§ **Work required**: Where a line of the entries holds the string "model", copy that line.

++++ Records to use

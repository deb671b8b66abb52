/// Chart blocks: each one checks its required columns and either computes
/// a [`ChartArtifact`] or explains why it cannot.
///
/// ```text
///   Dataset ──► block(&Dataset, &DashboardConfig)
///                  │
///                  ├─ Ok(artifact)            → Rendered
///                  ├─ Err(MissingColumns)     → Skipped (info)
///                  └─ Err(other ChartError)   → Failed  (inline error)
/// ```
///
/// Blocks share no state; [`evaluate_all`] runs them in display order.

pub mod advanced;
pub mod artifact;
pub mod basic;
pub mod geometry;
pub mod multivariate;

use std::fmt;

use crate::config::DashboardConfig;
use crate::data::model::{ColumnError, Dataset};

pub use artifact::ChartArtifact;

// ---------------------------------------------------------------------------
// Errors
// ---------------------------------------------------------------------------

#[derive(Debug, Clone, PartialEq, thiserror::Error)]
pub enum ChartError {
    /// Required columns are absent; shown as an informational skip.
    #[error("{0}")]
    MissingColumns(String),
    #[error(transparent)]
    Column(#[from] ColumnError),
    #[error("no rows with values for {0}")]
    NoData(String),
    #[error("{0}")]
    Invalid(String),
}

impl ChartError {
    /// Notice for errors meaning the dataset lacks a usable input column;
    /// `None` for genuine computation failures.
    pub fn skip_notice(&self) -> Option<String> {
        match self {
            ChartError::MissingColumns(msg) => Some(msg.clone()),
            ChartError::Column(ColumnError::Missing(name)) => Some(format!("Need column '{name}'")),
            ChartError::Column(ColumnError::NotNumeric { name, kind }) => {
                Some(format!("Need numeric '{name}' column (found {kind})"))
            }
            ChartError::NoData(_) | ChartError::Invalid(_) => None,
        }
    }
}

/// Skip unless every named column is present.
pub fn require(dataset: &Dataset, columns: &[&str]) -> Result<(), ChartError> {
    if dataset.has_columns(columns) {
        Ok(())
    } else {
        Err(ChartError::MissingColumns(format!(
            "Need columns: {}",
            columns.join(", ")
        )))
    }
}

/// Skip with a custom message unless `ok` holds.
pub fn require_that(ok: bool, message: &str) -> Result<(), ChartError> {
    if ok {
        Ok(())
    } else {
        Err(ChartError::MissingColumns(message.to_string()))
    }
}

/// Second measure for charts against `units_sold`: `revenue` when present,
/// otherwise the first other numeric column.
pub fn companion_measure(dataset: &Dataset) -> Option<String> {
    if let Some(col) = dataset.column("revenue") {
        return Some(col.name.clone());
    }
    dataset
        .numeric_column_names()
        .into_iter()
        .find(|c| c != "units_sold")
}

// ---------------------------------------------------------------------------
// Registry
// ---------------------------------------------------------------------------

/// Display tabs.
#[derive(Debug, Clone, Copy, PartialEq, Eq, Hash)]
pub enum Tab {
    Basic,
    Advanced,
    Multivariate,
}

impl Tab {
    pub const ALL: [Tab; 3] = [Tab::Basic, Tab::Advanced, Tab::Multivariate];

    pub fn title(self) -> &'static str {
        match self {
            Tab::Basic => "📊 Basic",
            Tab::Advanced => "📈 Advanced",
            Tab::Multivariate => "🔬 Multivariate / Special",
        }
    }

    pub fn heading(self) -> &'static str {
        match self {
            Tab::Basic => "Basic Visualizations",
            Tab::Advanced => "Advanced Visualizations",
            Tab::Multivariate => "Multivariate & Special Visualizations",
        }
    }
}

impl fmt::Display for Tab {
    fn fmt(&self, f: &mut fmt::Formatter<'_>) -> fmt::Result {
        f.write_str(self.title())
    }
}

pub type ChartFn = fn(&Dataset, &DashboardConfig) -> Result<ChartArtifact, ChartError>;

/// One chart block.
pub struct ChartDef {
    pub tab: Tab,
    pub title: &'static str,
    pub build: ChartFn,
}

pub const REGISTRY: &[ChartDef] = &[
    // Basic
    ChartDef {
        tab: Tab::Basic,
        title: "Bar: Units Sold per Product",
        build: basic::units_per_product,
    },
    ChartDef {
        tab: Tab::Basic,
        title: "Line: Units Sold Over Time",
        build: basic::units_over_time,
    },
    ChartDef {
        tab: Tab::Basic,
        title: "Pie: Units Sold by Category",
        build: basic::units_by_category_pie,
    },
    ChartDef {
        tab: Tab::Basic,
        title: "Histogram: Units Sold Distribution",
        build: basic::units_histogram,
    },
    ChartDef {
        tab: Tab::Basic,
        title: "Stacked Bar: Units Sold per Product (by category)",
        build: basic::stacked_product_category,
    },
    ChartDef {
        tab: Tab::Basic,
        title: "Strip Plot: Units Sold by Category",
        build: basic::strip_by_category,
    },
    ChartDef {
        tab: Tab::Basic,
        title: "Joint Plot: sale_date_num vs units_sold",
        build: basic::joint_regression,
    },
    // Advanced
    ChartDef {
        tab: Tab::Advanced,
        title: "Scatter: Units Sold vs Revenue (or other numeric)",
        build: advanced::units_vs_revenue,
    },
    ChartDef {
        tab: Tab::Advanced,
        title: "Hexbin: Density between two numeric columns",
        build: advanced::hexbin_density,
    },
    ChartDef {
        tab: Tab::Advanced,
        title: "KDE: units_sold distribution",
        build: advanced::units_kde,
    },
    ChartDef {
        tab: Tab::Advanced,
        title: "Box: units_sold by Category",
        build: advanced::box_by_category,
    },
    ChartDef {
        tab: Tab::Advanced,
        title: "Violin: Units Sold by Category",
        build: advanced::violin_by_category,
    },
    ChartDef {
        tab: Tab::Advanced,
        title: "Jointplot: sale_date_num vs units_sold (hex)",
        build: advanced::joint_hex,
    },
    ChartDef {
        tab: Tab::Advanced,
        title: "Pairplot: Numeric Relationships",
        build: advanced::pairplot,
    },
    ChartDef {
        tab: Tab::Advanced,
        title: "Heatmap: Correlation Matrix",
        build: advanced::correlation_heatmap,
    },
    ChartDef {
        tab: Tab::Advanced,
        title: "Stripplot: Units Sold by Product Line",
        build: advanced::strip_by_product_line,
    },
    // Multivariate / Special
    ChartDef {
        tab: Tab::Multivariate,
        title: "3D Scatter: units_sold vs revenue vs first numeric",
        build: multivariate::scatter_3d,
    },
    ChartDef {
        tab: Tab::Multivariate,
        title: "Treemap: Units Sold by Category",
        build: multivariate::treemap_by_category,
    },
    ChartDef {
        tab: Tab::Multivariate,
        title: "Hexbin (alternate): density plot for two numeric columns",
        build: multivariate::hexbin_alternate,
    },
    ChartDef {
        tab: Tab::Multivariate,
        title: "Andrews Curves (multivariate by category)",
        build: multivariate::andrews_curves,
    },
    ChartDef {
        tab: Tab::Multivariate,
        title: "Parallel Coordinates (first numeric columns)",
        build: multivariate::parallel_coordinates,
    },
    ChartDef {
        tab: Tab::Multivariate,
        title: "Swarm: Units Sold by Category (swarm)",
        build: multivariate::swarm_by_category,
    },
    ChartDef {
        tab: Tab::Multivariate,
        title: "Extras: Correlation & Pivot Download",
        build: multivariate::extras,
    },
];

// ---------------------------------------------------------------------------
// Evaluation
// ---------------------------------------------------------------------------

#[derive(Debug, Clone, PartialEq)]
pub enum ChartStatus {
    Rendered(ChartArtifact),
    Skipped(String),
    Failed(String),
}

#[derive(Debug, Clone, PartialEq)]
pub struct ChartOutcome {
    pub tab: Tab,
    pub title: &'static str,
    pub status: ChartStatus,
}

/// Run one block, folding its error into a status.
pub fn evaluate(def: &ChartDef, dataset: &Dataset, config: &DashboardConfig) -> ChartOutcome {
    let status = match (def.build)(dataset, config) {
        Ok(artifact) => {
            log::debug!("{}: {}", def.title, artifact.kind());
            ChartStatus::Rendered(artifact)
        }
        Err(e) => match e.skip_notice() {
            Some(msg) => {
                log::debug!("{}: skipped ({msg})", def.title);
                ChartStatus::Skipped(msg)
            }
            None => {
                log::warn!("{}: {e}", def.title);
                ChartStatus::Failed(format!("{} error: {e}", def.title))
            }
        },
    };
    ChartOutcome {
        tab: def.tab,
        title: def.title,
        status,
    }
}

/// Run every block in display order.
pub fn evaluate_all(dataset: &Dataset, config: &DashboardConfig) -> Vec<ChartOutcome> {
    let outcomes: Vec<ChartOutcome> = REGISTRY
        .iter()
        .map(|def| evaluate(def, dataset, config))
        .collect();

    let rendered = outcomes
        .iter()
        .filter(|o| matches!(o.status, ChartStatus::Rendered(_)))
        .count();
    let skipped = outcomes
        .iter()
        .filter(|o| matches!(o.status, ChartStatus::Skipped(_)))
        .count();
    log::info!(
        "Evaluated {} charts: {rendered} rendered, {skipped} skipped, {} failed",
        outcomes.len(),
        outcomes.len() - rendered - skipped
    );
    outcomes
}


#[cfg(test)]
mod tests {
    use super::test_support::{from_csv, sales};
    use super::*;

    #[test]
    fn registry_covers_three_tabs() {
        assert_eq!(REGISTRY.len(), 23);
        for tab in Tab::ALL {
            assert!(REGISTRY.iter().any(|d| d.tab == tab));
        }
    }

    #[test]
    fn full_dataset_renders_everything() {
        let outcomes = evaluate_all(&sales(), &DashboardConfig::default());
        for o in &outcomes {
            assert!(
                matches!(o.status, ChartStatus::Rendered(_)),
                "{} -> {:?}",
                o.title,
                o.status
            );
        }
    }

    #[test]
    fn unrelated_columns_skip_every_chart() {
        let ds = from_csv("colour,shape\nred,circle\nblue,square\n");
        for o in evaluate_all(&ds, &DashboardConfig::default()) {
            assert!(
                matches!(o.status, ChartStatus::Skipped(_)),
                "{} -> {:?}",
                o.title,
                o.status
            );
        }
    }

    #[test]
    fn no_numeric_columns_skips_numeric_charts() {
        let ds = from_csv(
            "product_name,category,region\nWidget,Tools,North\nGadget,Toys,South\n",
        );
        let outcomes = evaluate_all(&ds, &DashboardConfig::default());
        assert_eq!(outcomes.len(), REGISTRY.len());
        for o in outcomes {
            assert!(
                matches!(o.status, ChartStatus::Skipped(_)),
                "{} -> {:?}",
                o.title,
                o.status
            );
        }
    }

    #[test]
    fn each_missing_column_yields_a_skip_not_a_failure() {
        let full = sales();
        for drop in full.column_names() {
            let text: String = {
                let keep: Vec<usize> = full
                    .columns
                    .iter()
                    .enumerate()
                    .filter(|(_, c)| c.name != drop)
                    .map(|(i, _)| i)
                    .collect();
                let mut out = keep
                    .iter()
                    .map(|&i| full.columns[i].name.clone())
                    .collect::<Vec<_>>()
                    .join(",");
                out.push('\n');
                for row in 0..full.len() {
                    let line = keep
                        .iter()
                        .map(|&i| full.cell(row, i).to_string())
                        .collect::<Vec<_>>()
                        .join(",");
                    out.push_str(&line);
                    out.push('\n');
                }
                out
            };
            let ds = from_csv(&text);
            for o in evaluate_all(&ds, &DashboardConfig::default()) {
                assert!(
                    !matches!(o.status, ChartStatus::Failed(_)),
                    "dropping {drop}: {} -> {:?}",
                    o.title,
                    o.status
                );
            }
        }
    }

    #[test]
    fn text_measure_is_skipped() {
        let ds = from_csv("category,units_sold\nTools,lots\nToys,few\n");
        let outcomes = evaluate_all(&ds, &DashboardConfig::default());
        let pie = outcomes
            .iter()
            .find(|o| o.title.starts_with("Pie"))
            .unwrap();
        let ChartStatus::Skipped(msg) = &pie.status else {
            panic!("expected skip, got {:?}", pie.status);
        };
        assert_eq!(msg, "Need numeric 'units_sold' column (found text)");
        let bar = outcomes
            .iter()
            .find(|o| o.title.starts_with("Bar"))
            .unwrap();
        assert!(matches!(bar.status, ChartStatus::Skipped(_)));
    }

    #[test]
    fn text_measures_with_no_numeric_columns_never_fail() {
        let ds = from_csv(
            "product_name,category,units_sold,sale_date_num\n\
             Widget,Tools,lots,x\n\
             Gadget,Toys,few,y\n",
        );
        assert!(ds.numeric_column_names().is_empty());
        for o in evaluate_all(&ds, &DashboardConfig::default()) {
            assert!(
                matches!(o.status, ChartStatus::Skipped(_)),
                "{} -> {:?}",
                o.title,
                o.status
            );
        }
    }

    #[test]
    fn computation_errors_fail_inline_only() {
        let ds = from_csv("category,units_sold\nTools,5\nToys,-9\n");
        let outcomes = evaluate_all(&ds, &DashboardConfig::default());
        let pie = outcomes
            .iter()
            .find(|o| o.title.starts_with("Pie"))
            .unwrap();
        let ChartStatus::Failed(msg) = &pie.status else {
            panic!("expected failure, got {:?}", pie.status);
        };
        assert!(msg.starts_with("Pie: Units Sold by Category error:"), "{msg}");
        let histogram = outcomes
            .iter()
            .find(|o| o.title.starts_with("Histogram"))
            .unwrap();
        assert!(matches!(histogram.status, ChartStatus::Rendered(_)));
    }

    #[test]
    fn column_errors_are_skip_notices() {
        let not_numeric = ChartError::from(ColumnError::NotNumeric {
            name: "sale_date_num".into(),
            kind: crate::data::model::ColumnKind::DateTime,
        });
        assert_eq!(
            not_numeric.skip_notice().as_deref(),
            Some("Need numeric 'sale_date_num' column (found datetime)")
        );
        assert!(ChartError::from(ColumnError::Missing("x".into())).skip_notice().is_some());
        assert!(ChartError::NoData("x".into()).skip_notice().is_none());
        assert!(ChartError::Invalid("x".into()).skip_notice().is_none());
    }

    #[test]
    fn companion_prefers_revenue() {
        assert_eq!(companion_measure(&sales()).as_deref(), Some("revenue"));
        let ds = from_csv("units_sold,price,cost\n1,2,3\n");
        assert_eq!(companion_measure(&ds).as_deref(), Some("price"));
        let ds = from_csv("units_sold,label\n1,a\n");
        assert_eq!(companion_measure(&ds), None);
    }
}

++++++++

§ **Completed exercise**:
use crate::data::model::{ColumnError, Dataset};
            kind: crate::data::model::ColumnKind::DateTime,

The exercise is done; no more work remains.